In a first stage, a nonparametric procedure was used to visualize the effect of per capita expenditure on per capita nutrient availability using logarithmic scales. The representation of the influence of expenditure on calorie availability is presented in the figure as an example. As can be seen, calorie availability continuously increases with raising expenditure.
In a second stage parametric estimations were carried out, to estimate nutrient-expenditure elasticities as well as the influence of other socio-demographic variables on nutrient availability. The figures in the table are the estimated nutrient-expenditure elasticities, which indicate the percentage increase of nutrient availability if household expenditure increase by one percent.
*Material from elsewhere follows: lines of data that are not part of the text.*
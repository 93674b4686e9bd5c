//! Real-time combat aggregation: per-target totals, per-attacker breakdowns,
//! display-target selection and the idle sweep.

use std::sync::{Arc, RwLock};

use hashbrown::HashMap;
use tracing::{error, info};

use super::entity::GameEntity;
use super::event::DamageEvent;
use super::personal::PersonalData;
use super::registry::EntityRegistry;
use super::snapshot::{AttackerSnapshot, Snapshot};
use super::target_info::TargetInfo;
use crate::game_data::SkillCatalog;
use crate::storage::{LogMeta, LogRecord, LogRoot, LogSkill, LogTarget, LogWriter, LOG_FORMAT_VERSION};
use a2meter_types::MeterConfig;

pub struct CombatAggregator {
    registry: Arc<EntityRegistry>,
    catalog: Arc<dyn SkillCatalog>,
    writer: LogWriter,
    targets: RwLock<HashMap<u32, TargetInfo>>,
    /// target id -> attacker id -> accumulation
    personal: RwLock<HashMap<u32, HashMap<u32, PersonalData>>>,
    idle_timeout_ms: i64,
    min_battle_ms: i64,
}

impl CombatAggregator {
    pub fn new(
        registry: Arc<EntityRegistry>,
        catalog: Arc<dyn SkillCatalog>,
        writer: LogWriter,
        config: &MeterConfig,
    ) -> Self {
        Self {
            registry,
            catalog,
            writer,
            targets: RwLock::new(HashMap::new()),
            personal: RwLock::new(HashMap::new()),
            idle_timeout_ms: config.idle_timeout_ms,
            min_battle_ms: config.min_battle_duration_ms,
        }
    }

    pub fn registry(&self) -> &Arc<EntityRegistry> {
        &self.registry
    }

    pub fn on_damage(&self, event: &DamageEvent) {
        self.registry.note_damage(event.target_id, event.timestamp_ms);

        let applied = match self.targets.write() {
            Ok(mut targets) => targets.entry(event.target_id).or_default().apply(event),
            Err(_) => return,
        };
        if !applied {
            return;
        }

        // Summon damage is the owner's damage.
        let attacker_id = match self.registry.get(event.actor_id) {
            Some(GameEntity::Summon(s)) => s.owner_id,
            _ => event.actor_id,
        };
        let nickname = self.registry.display_name(attacker_id);
        if let Ok(mut personal) = self.personal.write() {
            let data = personal
                .entry(event.target_id)
                .or_default()
                .entry(attacker_id)
                .or_insert_with(|| PersonalData::new(nickname.clone()));
            // A late nickname packet still corrects earlier placeholder names
            data.nickname = nickname;
            data.apply(event, self.catalog.as_ref());
        }

        self.select_target(event.target_id, event.timestamp_ms);
    }

    /// Possibly switch the display target to `candidate`.
    ///
    /// Players and summons are never displayed. An incumbent keeps the slot
    /// unless the candidate's recent damage is strictly higher; an exact tie
    /// goes to the candidate only when it is a boss and the incumbent is not.
    fn select_target(&self, candidate: u32, now_ms: i64) {
        let Some(GameEntity::Npc(candidate_npc)) = self.registry.get(candidate) else {
            return;
        };
        let Some(current) = self.registry.current_target() else {
            self.registry.set_current_target(candidate);
            return;
        };
        if current == candidate {
            return;
        }
        let Ok(targets) = self.targets.read() else {
            return;
        };
        let (Some(current_info), Some(candidate_info)) =
            (targets.get(&current), targets.get(&candidate))
        else {
            drop(targets);
            self.registry.set_current_target(candidate);
            return;
        };
        let current_recent = current_info.recent_damage(now_ms);
        let candidate_recent = candidate_info.recent_damage(now_ms);
        drop(targets);

        if candidate_recent > current_recent {
            self.registry.set_current_target(candidate);
        } else if candidate_recent == current_recent && candidate_npc.is_boss {
            let current_is_boss = self
                .registry
                .get(current)
                .and_then(|e| e.as_npc().map(|n| n.is_boss))
                .unwrap_or(false);
            if !current_is_boss {
                self.registry.set_current_target(candidate);
            }
        }
    }

    /// Snapshot of the current display target. Attackers whose class is still
    /// unknown keep accumulating but are left out of the view.
    pub fn snapshot(&self) -> Snapshot {
        let Some(target_id) = self.registry.current_target() else {
            return Snapshot::default();
        };
        let (battle_time, total_damage) = {
            let Ok(targets) = self.targets.read() else {
                return Snapshot::default();
            };
            let Some(info) = targets.get(&target_id) else {
                return Snapshot::default();
            };
            (info.battle_time_ms(), info.total_damage)
        };

        let mut map = HashMap::new();
        if let Ok(personal) = self.personal.read() {
            if let Some(attackers) = personal.get(&target_id) {
                for (&attacker_id, data) in attackers {
                    let Some(job) = data.job else { continue };
                    let contribution = if total_damage > 0 {
                        data.cumulative_damage as f64 / total_damage as f64 * 100.0
                    } else {
                        0.0
                    };
                    map.insert(
                        attacker_id,
                        AttackerSnapshot {
                            nickname: data.nickname.clone(),
                            job: job.to_string(),
                            dps: data.cumulative_damage as f64 / battle_time as f64 * 1000.0,
                            damage_contribution: contribution,
                            per_skill: data.per_skill.clone(),
                        },
                    );
                }
            }
        }

        Snapshot {
            target_id,
            target_name: self.registry.display_name(target_id),
            battle_time,
            total_damage,
            map,
        }
    }

    /// Idle sweep, polled by the session timer. Every target quiet past the
    /// idle timeout is evicted; fights that lasted long enough against a
    /// confirmed boss are persisted first.
    pub fn sweep_idle(&self, now_ms: i64) {
        let idle: Vec<(u32, i64, i64, i64)> = match self.targets.read() {
            Ok(targets) => targets
                .iter()
                .filter(|(_, info)| now_ms - info.last_hit_ms > self.idle_timeout_ms)
                .map(|(&id, info)| {
                    (id, info.battle_time_ms(), info.total_damage, info.last_hit_ms)
                })
                .collect(),
            Err(_) => return,
        };

        for (id, battle_time, total_damage, last_hit_ms) in idle {
            if battle_time >= self.min_battle_ms {
                if let Some(npc) = self.registry.get(id).and_then(|e| e.as_npc().cloned()) {
                    if npc.npc_code != 0 && npc.map_id != 0 {
                        let root =
                            self.build_log_root(id, battle_time, total_damage, last_hit_ms);
                        match self.writer.append(root) {
                            Ok(()) => info!(target = id, battle_time, "fight persisted"),
                            Err(err) => error!(target = id, error = %err, "failed to persist fight"),
                        }
                    }
                }
            }
            if let Ok(mut targets) = self.targets.write() {
                targets.remove(&id);
            }
            if let Ok(mut personal) = self.personal.write() {
                personal.remove(&id);
            }
            self.registry.remove(id);
        }
    }

    fn build_log_root(
        &self,
        target_id: u32,
        battle_time: i64,
        total_damage: i64,
        last_hit_ms: i64,
    ) -> LogRoot {
        let (code, map_id) = self
            .registry
            .get(target_id)
            .and_then(|e| e.as_npc().map(|n| (n.npc_code, n.map_id)))
            .unwrap_or((0, 0));

        let mut records = Vec::new();
        if let Ok(personal) = self.personal.read() {
            if let Some(attackers) = personal.get(&target_id) {
                for data in attackers.values() {
                    let Some(job) = data.job else { continue };
                    let skills = data
                        .per_skill
                        .iter()
                        .map(|(&skill_code, s)| {
                            (
                                skill_code,
                                LogSkill {
                                    skill_name: s.display_name.clone(),
                                    damage_amount: s.damage_amount + s.dot_damage_amount,
                                    times: s.times,
                                    crit_times: s.crit_times,
                                    perfect_times: s.perfect_times,
                                    double_times: s.double_times,
                                },
                            )
                        })
                        .collect();
                    records.push(LogRecord {
                        name: data.nickname.clone(),
                        job: job.to_string(),
                        total_damage: data.cumulative_damage,
                        dps: data.cumulative_damage as f64 / battle_time as f64 * 1000.0,
                        skills,
                    });
                }
            }
        }

        LogRoot {
            meta: LogMeta {
                timestamp: last_hit_ms,
                duration_ms: battle_time,
                target: LogTarget {
                    id: target_id,
                    code,
                    map_id,
                    name: self.registry.display_name(target_id),
                    total_damage,
                },
                recorder_id: self.writer.recorder_id().to_string(),
                version: LOG_FORMAT_VERSION,
            },
            records,
        }
    }

    /// Fresh observation session: drop every accumulator and entity record.
    pub fn reset(&self) {
        if let Ok(mut targets) = self.targets.write() {
            targets.clear();
        }
        if let Ok(mut personal) = self.personal.write() {
            personal.clear();
        }
        self.registry.reset();
    }
}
The results show that nutrient availability increases with increasing expenditure and thus with increasing household income. Availability of calories increases by 0.34%, and availability of protein by 0.44% when expenditures raise by 1%. This is a clear indication that households not only raise their food expenditure with increasing income, but also improve nutrient availability. Therefore, policies aiming at raising household incomes, especially of low income households are very likely to be effective in improving human nutrient availability.